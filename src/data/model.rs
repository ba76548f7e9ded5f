use std::fmt;

use serde::{Deserialize, Serialize};

// ---------------------------------------------------------------------------
// RawRecord – one row of the source CSV
// ---------------------------------------------------------------------------

/// A single student-semester observation.
#[derive(Debug, Clone, PartialEq)]
pub struct RawRecord {
    /// Degree level plus program abbreviation, e.g. `"BA; PPP"`.
    pub study_program_code: String,
    /// Ordinal semester, starting at 1.
    pub semester_attended: i64,
    /// ECTS credit points earned in that semester.
    pub ects_in_semester: f64,
}

impl RawRecord {
    pub fn new(program: impl Into<String>, semester: i64, ects: f64) -> Self {
        RawRecord {
            study_program_code: program.into(),
            semester_attended: semester,
            ects_in_semester: ects,
        }
    }
}

// ---------------------------------------------------------------------------
// AggregateRow – one (semester, program) summary
// ---------------------------------------------------------------------------

/// Summary statistics of all raw records sharing a (semester, program) key.
#[derive(Debug, Clone, PartialEq)]
pub struct AggregateRow {
    pub semester_attended: i64,
    pub study_program_code: String,
    pub mean_ects: f64,
    pub median_ects: f64,
    /// Number of raw records in the group.
    pub count: usize,
}

impl AggregateRow {
    /// The statistic selected by `measure`.
    pub fn value(&self, measure: Measure) -> f64 {
        match measure {
            Measure::Mean => self.mean_ects,
            Measure::Median => self.median_ects,
        }
    }
}

// ---------------------------------------------------------------------------
// Measure – which statistic the charts show
// ---------------------------------------------------------------------------

#[derive(Debug, Clone, Copy, PartialEq, Eq, Default, Serialize, Deserialize)]
#[serde(rename_all = "lowercase")]
pub enum Measure {
    #[default]
    Mean,
    Median,
}

impl Measure {
    pub const ALL: [Measure; 2] = [Measure::Mean, Measure::Median];
}

impl fmt::Display for Measure {
    fn fmt(&self, f: &mut fmt::Formatter<'_>) -> fmt::Result {
        match self {
            Measure::Mean => write!(f, "mean"),
            Measure::Median => write!(f, "median"),
        }
    }
}

// ---------------------------------------------------------------------------
// LabelAnnotation – a text label at the right end of a series
// ---------------------------------------------------------------------------

/// Label for the rightmost point of one series.
#[derive(Debug, Clone, PartialEq)]
pub struct LabelAnnotation {
    /// Program code the label names.
    pub series_key: String,
    /// Measure value rounded to the nearest integer.
    pub y_value: f64,
    /// 0-based position in descending value order.
    pub rank: usize,
}

#[cfg(test)]
mod tests {
    use super::*;

    #[test]
    fn test_value_selects_measure() {
        let row = AggregateRow {
            semester_attended: 2,
            study_program_code: "BA; BI".to_string(),
            mean_ects: 17.5,
            median_ects: 20.0,
            count: 4,
        };
        assert_eq!(row.value(Measure::Mean), 17.5);
        assert_eq!(row.value(Measure::Median), 20.0);
    }

    #[test]
    fn test_measure_display_and_serde() {
        assert_eq!(Measure::Mean.to_string(), "mean");
        assert_eq!(Measure::Median.to_string(), "median");
        let m: Measure = serde_json::from_str("\"median\"").unwrap();
        assert_eq!(m, Measure::Median);
        assert_eq!(Measure::default(), Measure::Mean);
    }
}
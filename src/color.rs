use std::collections::BTreeMap;

use eframe::egui::Color32;
use palette::{Hsl, IntoColor, Srgb};

// ---------------------------------------------------------------------------
// Color palette generator
// ---------------------------------------------------------------------------

/// Generates `n` visually distinct colours using evenly spaced hues.
pub fn generate_palette(n: usize) -> Vec<Color32> {
    if n == 0 {
        return Vec::new();
    }
    (0..n)
        .map(|i| {
            let hue = (i as f32 / n as f32) * 360.0;
            let hsl = Hsl::new(hue, 0.75, 0.45);
            let rgb: Srgb = hsl.into_color();
            Color32::from_rgb(
                (rgb.red * 255.0) as u8,
                (rgb.green * 255.0) as u8,
                (rgb.blue * 255.0) as u8,
            )
        })
        .collect()
}

// ---------------------------------------------------------------------------
// Color mapping: study program → Color32
// ---------------------------------------------------------------------------

/// Maps each study program to a distinct colour, so a program keeps its
/// colour across both charts.
#[derive(Debug, Clone)]
pub struct ColorMap {
    mapping: BTreeMap<String, Color32>,
    default_color: Color32,
}

impl ColorMap {
    pub fn new(programs: &[String]) -> Self {
        let palette = generate_palette(programs.len());
        let mapping = programs.iter().cloned().zip(palette).collect();

        ColorMap {
            mapping,
            default_color: Color32::GRAY,
        }
    }

    /// Look up the colour for a program; unknown programs are grey.
    pub fn color_for(&self, program: &str) -> Color32 {
        self.mapping
            .get(program)
            .copied()
            .unwrap_or(self.default_color)
    }
}

#[cfg(test)]
mod tests {
    use super::*;

    #[test]
    fn test_palette_size_and_distinct() {
        assert!(generate_palette(0).is_empty());
        let colors = generate_palette(4);
        assert_eq!(colors.len(), 4);
        for i in 0..colors.len() {
            for j in (i + 1)..colors.len() {
                assert_ne!(colors[i], colors[j]);
            }
        }
    }

    #[test]
    fn test_color_for() {
        let programs = vec!["BA; BI".to_string(), "BA; PPP".to_string()];
        let map = ColorMap::new(&programs);
        assert_ne!(map.color_for("BA; BI"), map.color_for("BA; PPP"));
        assert_eq!(map.color_for("MA; XYZ"), Color32::GRAY);
    }
}
/// egui widgets: control panel, top bar, charts and the summary table.
pub mod panels;
pub mod plot;
pub mod table;
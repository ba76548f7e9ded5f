use std::collections::BTreeMap;

use crate::config::ChartConfig;
use crate::data::annotate::place_labels;
use crate::data::model::{AggregateRow, LabelAnnotation, Measure};

// ---------------------------------------------------------------------------
// Chart specification – everything the plot widget needs, no egui types
// ---------------------------------------------------------------------------

/// One line series: x = semester, y = selected measure, ordered by semester.
#[derive(Debug, Clone, PartialEq)]
pub struct SeriesSpec {
    /// Program code.
    pub key: String,
    pub points: Vec<[f64; 2]>,
}

/// A line chart with markers, integer-only x ticks and no legend.
#[derive(Debug, Clone, PartialEq)]
pub struct ChartSpec {
    pub title: String,
    pub x_label: String,
    pub y_label: String,
    pub series: Vec<SeriesSpec>,
    /// Semester range on the x axis (inclusive).
    pub x_range: (i64, i64),
    pub y_range: (f64, f64),
    pub integer_x_ticks: bool,
    pub show_legend: bool,
    /// Labels drawn at the right edge, at `x_range.1`.
    pub annotations: Vec<LabelAnnotation>,
}

impl ChartSpec {
    fn new(title: String, x_range: (i64, i64), measure: Measure, config: &ChartConfig) -> Self {
        ChartSpec {
            title,
            x_label: "Attended semester".to_string(),
            y_label: format!("ECTS ({measure})"),
            series: Vec::new(),
            x_range,
            y_range: (config.y_min, config.y_max),
            integer_x_ticks: true,
            show_legend: false,
            annotations: Vec::new(),
        }
    }

    pub fn is_empty(&self) -> bool {
        self.series.iter().all(|s| s.points.is_empty())
    }
}

// ---------------------------------------------------------------------------
// Builders
// ---------------------------------------------------------------------------

/// Group rows up to `max_semester` into one series per program, keyed and
/// ordered by program code.
fn series_by_program<'a>(
    rows: impl Iterator<Item = &'a AggregateRow>,
    max_semester: i64,
    measure: Measure,
) -> Vec<SeriesSpec> {
    let mut by_program: BTreeMap<&str, Vec<[f64; 2]>> = BTreeMap::new();
    for row in rows.filter(|r| r.semester_attended <= max_semester) {
        by_program
            .entry(row.study_program_code.as_str())
            .or_default()
            .push([row.semester_attended as f64, row.value(measure)]);
    }

    by_program
        .into_iter()
        .map(|(key, mut points)| {
            points.sort_by(|a, b| a[0].total_cmp(&b[0]));
            SeriesSpec {
                key: key.to_string(),
                points,
            }
        })
        .collect()
}

fn x_range(rows: &[AggregateRow], max_semester: i64) -> (i64, i64) {
    let min = rows
        .iter()
        .map(|r| r.semester_attended)
        .min()
        .unwrap_or(1)
        .min(max_semester);
    (min, max_semester)
}

/// Chart of a single program over semesters `..= max_semester`.
///
/// An unknown program gives a chart without series.
pub fn program_chart(
    rows: &[AggregateRow],
    program: &str,
    max_semester: i64,
    measure: Measure,
    config: &ChartConfig,
) -> ChartSpec {
    let mut chart = ChartSpec::new(
        format!("ECTS points per attended semester: {program}"),
        x_range(rows, max_semester),
        measure,
        config,
    );
    chart.series = series_by_program(
        rows.iter().filter(|r| r.study_program_code == program),
        max_semester,
        measure,
    );
    chart
}

/// Chart comparing all programs, labelled at `max_semester`.
pub fn comparison_chart(
    rows: &[AggregateRow],
    max_semester: i64,
    measure: Measure,
    config: &ChartConfig,
) -> ChartSpec {
    let mut chart = ChartSpec::new(
        "ECTS points per attended semester: comparison".to_string(),
        x_range(rows, max_semester),
        measure,
        config,
    );
    chart.series = series_by_program(rows.iter(), max_semester, measure);
    chart.annotations = place_labels(rows, max_semester, measure);
    chart
}

/// Status line naming the selected program.
pub fn status_text(program: &str) -> String {
    format!("Showing data for study program {program}")
}
//! Scan analysis orchestration
//!
//! Runs the per-scan pipeline: resolve identity from the image, corroborate
//! against the grading authority's certificate record, value the final
//! identity against market comps, and decide whether the result needs user
//! confirmation. Each stage either succeeds or degrades through its own
//! fallback; no retries across stages.

use serde::Serialize;
use slabscan_common::types::{CertLookupResult, GradingCompany, ResolvedIdentity, Valuation};
use std::sync::Arc;

use super::cert_lookup::CertLookupClient;
use super::market_comps::MarketCompsClient;
use super::vision::{fallback_identity, IdentityResolver};

/// Results below this confidence are flagged for user confirmation
pub const CONFIRMATION_THRESHOLD: f64 = 0.82;

/// Flat confidence boost applied when the certificate record corroborates
const CERT_MATCH_CONFIDENCE_BOOST: f64 = 0.10;

const CONFIDENCE_CEILING: f64 = 0.99;

/// Output of one analyze pass, before persistence
#[derive(Debug, Clone, Serialize)]
#[serde(rename_all = "camelCase")]
pub struct AnalysisOutcome {
    pub identity: ResolvedIdentity,
    pub valuation: Valuation,
    pub needs_user_confirmation: bool,
}

/// Whether a final confidence requires user confirmation (strictly below
/// the threshold)
pub fn needs_confirmation(confidence: f64) -> bool {
    confidence < CONFIRMATION_THRESHOLD
}

/// Overlay a matched certificate record onto the visual identity. The
/// certificate authority is more authoritative than the vision guess, and
/// corroboration only ever raises confidence.
pub fn apply_cert_match(identity: &mut ResolvedIdentity, lookup: &CertLookupResult) {
    if let Some(card) = &lookup.card {
        identity.card = card.clone();
    }
    if let Some(company) = lookup.grading_company {
        identity.grading_company = company;
    }
    if let Some(grade) = lookup.grade_numeric {
        identity.grade_numeric = grade;
    }
    identity.confidence = (identity.confidence + CERT_MATCH_CONFIDENCE_BOOST).min(CONFIDENCE_CEILING);
}

/// Per-scan orchestrator owning the provider clients
pub struct ScanAnalyzer {
    resolver: Arc<dyn IdentityResolver>,
    cert_client: CertLookupClient,
    comps_client: MarketCompsClient,
}

impl ScanAnalyzer {
    pub fn new(
        resolver: Arc<dyn IdentityResolver>,
        cert_client: CertLookupClient,
        comps_client: MarketCompsClient,
    ) -> Self {
        Self {
            resolver,
            cert_client,
            comps_client,
        }
    }

    /// Analyze one scan image. Always returns a well-formed outcome: every
    /// provider failure is absorbed by that provider's fallback.
    pub async fn analyze(
        &self,
        image_base64: &str,
        hint: Option<GradingCompany>,
    ) -> AnalysisOutcome {
        let mut identity = match self.resolver.resolve(image_base64, hint).await {
            Ok(identity) => identity,
            // unreachable with the composed resolver, but the seam allows it
            Err(e) => {
                tracing::warn!(error = %e, "Identity resolver errored, using offline fallback");
                fallback_identity(image_base64, hint)
            }
        };
        tracing::debug!(
            stage = "identity_resolved",
            card = %identity.card.name,
            card_number = %identity.card.card_number,
            confidence = identity.confidence,
            "Resolved scan identity"
        );

        if let Some(cert_number) = identity.cert_number.clone() {
            let lookup = self
                .cert_client
                .lookup(Some(&cert_number), identity.grading_company)
                .await;
            tracing::debug!(
                stage = "cert_checked",
                matched = lookup.matched,
                "Certificate corroboration complete"
            );
            if lookup.matched {
                apply_cert_match(&mut identity, &lookup);
            }
        }

        let valuation = self
            .comps_client
            .valuation_for(
                &identity.card,
                identity.grade_numeric,
                identity.grading_company,
            )
            .await;
        tracing::debug!(
            stage = "valued",
            fair_market_value = valuation.fair_market_value,
            sample_size = valuation.sample_size,
            "Valuation complete"
        );

        let needs_user_confirmation = needs_confirmation(identity.confidence);
        AnalysisOutcome {
            identity,
            valuation,
            needs_user_confirmation,
        }
    }
}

-----

Where the string "GradingCompany" turns up in a line of the data above, copy that whole line.

WRITTEN REPLY:
use slabscan_common::types::{CertLookupResult, GradingCompany, ResolvedIdentity, Valuation};
        hint: Option<GradingCompany>,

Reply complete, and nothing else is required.